TASK ITEM =
Retype, exactly as they appear below, the lines between the line holding "self.read_all().into_iter().find(|t| t.id == *id)" and the line holding "pub fn create(&self, mut", both ends included.
[INPUT MATERIAL — start]
// SPDX-License-Identifier: BUSL-1.1
// Copyright (c) 2026 Alfred Jean LLC

// Allow panic!/unwrap/expect in test code
#![cfg_attr(test, allow(clippy::panic))]
#![cfg_attr(test, allow(clippy::unwrap_used))]
#![cfg_attr(test, allow(clippy::expect_used))]

//! wd-store: durable JSON task configuration store.
//!
//! A single JSON document on disk, `<base>/task/tasks.json`. Pure
//! configuration data; no runtime fields (`status`, `runtime_pid`) are
//! ever persisted.

mod error;

pub use error::StoreError;

use std::fs;
use std::path::{Path, PathBuf};
use std::sync::Arc;
use wd_core::{Clock, IdGen, ProjIdGen, SystemClock, Task, TaskId, TaskPatch};

/// JSON keys that must never survive a write. Defense in depth: even
/// though [`Task`] has no such fields today, a future merge of raw
/// client JSON onto a task must not leak them onto disk.
const RUNTIME_ONLY_KEYS: &[&str] = &["status", "runtime_pid"];

/// Durable store for task configuration.
pub struct TaskStore {
    path: PathBuf,
    id_gen: Arc<dyn IdGen>,
    clock: Arc<dyn Clock>,
}

impl TaskStore {
    /// Open (or create) the store rooted at `base_dir`, ensuring
    /// `<base_dir>/task/` exists.
    pub fn open(base_dir: &Path) -> Result<Self, StoreError> {
        Self::with_deps(base_dir, Arc::new(ProjIdGen), Arc::new(SystemClock))
    }

    /// Open the store with injected id generation and clock, for
    /// deterministic tests.
    pub fn with_deps(
        base_dir: &Path,
        id_gen: Arc<dyn IdGen>,
        clock: Arc<dyn Clock>,
    ) -> Result<Self, StoreError> {
        let task_dir = base_dir.join("task");
        fs::create_dir_all(&task_dir)?;
        Ok(Self {
            path: task_dir.join("tasks.json"),
            id_gen,
            clock,
        })
    }

    /// Path to the underlying JSON document, for diagnostics/tests.
    pub fn path(&self) -> &Path {
        &self.path
    }

    /// List all tasks. Tolerates a missing file (empty) and logs but
    /// returns empty on parse failure — the store's contract is
    /// best-effort local JSON, not a durable WAL.
    pub fn list(&self) -> Vec<Task> {
        self.read_all()
    }

    pub fn get(&self, id: &str) -> Option<Task> {
        self.read_all().into_iter().find(|t| t.id == *id)
    }

    /// Create a task. If `task.id` is already present in the store, the
    /// existing entry is returned unchanged (idempotent create, matching
    /// the HTTP contract "created (or existing, by id)"). Otherwise an id
    /// is generated if absent, timestamps are stamped, and the task is
    /// appended.
    pub fn create(&self, mut task: Task) -> Result<Task, StoreError> {
        let mut tasks = self.read_all();

        if !task.id.as_str().is_empty() {
            if let Some(existing) = tasks.iter().find(|t| t.id == task.id) {
                return Ok(existing.clone());
            }
        } else {
            task.id = self.id_gen.next();
        }

        task.validate_for_create()
            .map_err(StoreError::Validation)?;

        let now = self.clock.system_now().into();
        task.created_date = now;
        task.updated_date = now;

        let created = task.clone();
        tasks.push(task);
        self.write_all(&tasks)?;
        Ok(created)
    }

    /// Apply `patch` to the task with id `id`. Returns `Ok(None)` if no
    /// such task exists (caller maps this to HTTP 404).
    pub fn update(&self, id: &str, patch: TaskPatch) -> Result<Option<Task>, StoreError> {
        let mut tasks = self.read_all();
        let Some(task) = tasks.iter_mut().find(|t| t.id == *id) else {
            return Ok(None);
        };
        let now = self.clock.system_now().into();
        patch.apply(task, now);
        let updated = task.clone();
        self.write_all(&tasks)?;
        Ok(Some(updated))
    }

    /// Remove the task with id `id` from the store. Returns whether a
    /// task was actually removed. Terminating any live process is the
    /// caller's (supervisor's) responsibility, not the store's.
    pub fn delete(&self, id: &str) -> Result<bool, StoreError> {
        let mut tasks = self.read_all();
        let before = tasks.len();
        tasks.retain(|t| t.id != *id);
        let removed = tasks.len() != before;
        if removed {
            self.write_all(&tasks)?;
        }
        Ok(removed)
    }

    /// Collapse duplicate ids, keeping the entry with the latest
    /// `updated_date` for each id. Returns `(removed, total_after)`.
    pub fn dedupe(&self) -> Result<(usize, usize), StoreError> {
        let tasks = self.read_all();
        let before = tasks.len();
        let deduped = dedupe_tasks(tasks);
        let removed = before - deduped.len();
        if removed > 0 {
            self.write_all(&deduped)?;
        }
        Ok((removed, deduped.len()))
    }

    /// Apply `f` to the task with id `id` in place, **without** advancing
    /// `updated_date`. Reserved for the guardian's own restart-count and
    /// eligibility bookkeeping, which never counts as a user-visible
    /// update. Returns whether a task was found.
    pub fn guardian_update(&self, id: &str, f: impl FnOnce(&mut Task)) -> Result<bool, StoreError> {
        let mut tasks = self.read_all();
        let Some(task) = tasks.iter_mut().find(|t| t.id == *id) else {
            return Ok(false);
        };
        f(task);
        self.write_all(&tasks)?;
        Ok(true)
    }

    fn read_all(&self) -> Vec<Task> {
        let bytes = match fs::read(&self.path) {
            Ok(b) => b,
            Err(e) if e.kind() == std::io::ErrorKind::NotFound => return Vec::new(),
            Err(e) => {
                tracing::warn!(error = %e, path = %self.path.display(), "failed to read task store");
                return Vec::new();
            }
        };
        match serde_json::from_slice::<Vec<Task>>(&bytes) {
            Ok(tasks) => dedupe_tasks(tasks),
            Err(e) => {
                tracing::warn!(error = %e, path = %self.path.display(), "failed to parse task store, treating as empty");
                Vec::new()
            }
        }
    }

    /// Atomically replace the whole file with `tasks`, stripping any
    /// runtime-only keys and writing pretty-printed UTF-8.
    fn write_all(&self, tasks: &[Task]) -> Result<(), StoreError> {
        let mut values: Vec<serde_json::Value> = tasks
            .iter()
            .map(serde_json::to_value)
            .collect::<Result<_, _>>()?;
        for value in &mut values {
            if let serde_json::Value::Object(map) = value {
                for key in RUNTIME_ONLY_KEYS {
                    map.remove(*key);
                }
            }
        }
        let body = serde_json::to_vec_pretty(&values)?;

        let tmp_path = self.path.with_extension("json.tmp");
        if let Err(e) = fs::write(&tmp_path, &body) {
            tracing::error!(error = %e, "failed to write task store temp file");
            return Err(e.into());
        }
        if let Err(e) = fs::rename(&tmp_path, &self.path) {
            tracing::error!(error = %e, "failed to replace task store file");
            return Err(e.into());
        }
        Ok(())
    }
}

/// Keep, per id, the entry with the maximum `updated_date`; stable order
/// of first occurrence among survivors (P3).
fn dedupe_tasks(tasks: Vec<Task>) -> Vec<Task> {
    let mut order: Vec<TaskId> = Vec::new();
    let mut best: std::collections::HashMap<TaskId, Task> = std::collections::HashMap::new();

    for task in tasks {
        match best.get(&task.id) {
            Some(existing) if existing.updated_date >= task.updated_date => {}
            Some(_) => {
                best.insert(task.id.clone(), task);
            }
            None => {
                order.push(task.id.clone());
                best.insert(task.id.clone(), task);
            }
        }
    }

    order
        .into_iter()
        .filter_map(|id| best.remove(&id))
        .collect()
}

#[cfg(test)]
#[path = "lib_tests.rs"]
mod tests;
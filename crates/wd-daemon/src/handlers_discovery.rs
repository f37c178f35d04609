// SPDX-License-Identifier: BUSL-1.1
// Copyright (c) 2026 Alfred Jean LLC

//! `/api/processes` discovery handlers.

use crate::error::{ApiError, ValidJson};
use axum::extract::{Path, Query};
use axum::Json;
use serde::Deserialize;
use serde_json::{json, Value};
use std::collections::HashMap;
use wd_discovery::{list_by_port, search_by_name, kill};

pub async fn search(Query(params): Query<HashMap<String, String>>) -> Result<Json<Value>, ApiError> {
    let name = params
        .get("name")
        .map(|s| s.trim())
        .filter(|s| !s.is_empty())
        .ok_or_else(|| ApiError::Validation("name query parameter is required".to_string()))?;
    let matches = search_by_name(name);
    Ok(Json(json!(matches)))
}

pub async fn by_port(Path(port): Path<String>) -> Result<Json<Value>, ApiError> {
    let port: u16 = port
        .parse()
        .map_err(|_| ApiError::Validation(format!("invalid port: {port}")))?;
    let matches = list_by_port(port);
    Ok(Json(json!(matches)))
}

#[derive(Debug, Deserialize)]
pub struct KillBody {
    pub pid: u32,
    #[serde(default)]
    pub signal: Option<String>,
}

pub async fn kill_process(ValidJson(body): ValidJson<KillBody>) -> Result<Json<Value>, ApiError> {
    let signal = body.signal.unwrap_or_else(|| "SIGTERM".to_string());
    kill(body.pid, Some(&signal))?;
    Ok(Json(json!({ "ok": true, "pid": body.pid, "signal": signal })))
}

#[cfg(test)]
#[path = "handlers_discovery_tests.rs"]
mod tests;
[INPUT MATERIAL — finish]
RESULT =
        self.read_all().into_iter().find(|t| t.id == *id)
    }

    /// Create a task. If `task.id` is already present in the store, the
    /// existing entry is returned unchanged (idempotent create, matching
    /// the HTTP contract "created (or existing, by id)"). Otherwise an id
    /// is generated if absent, timestamps are stamped, and the task is
    /// appended.
    pub fn create(&self, mut task: Task) -> Result<Task, StoreError> {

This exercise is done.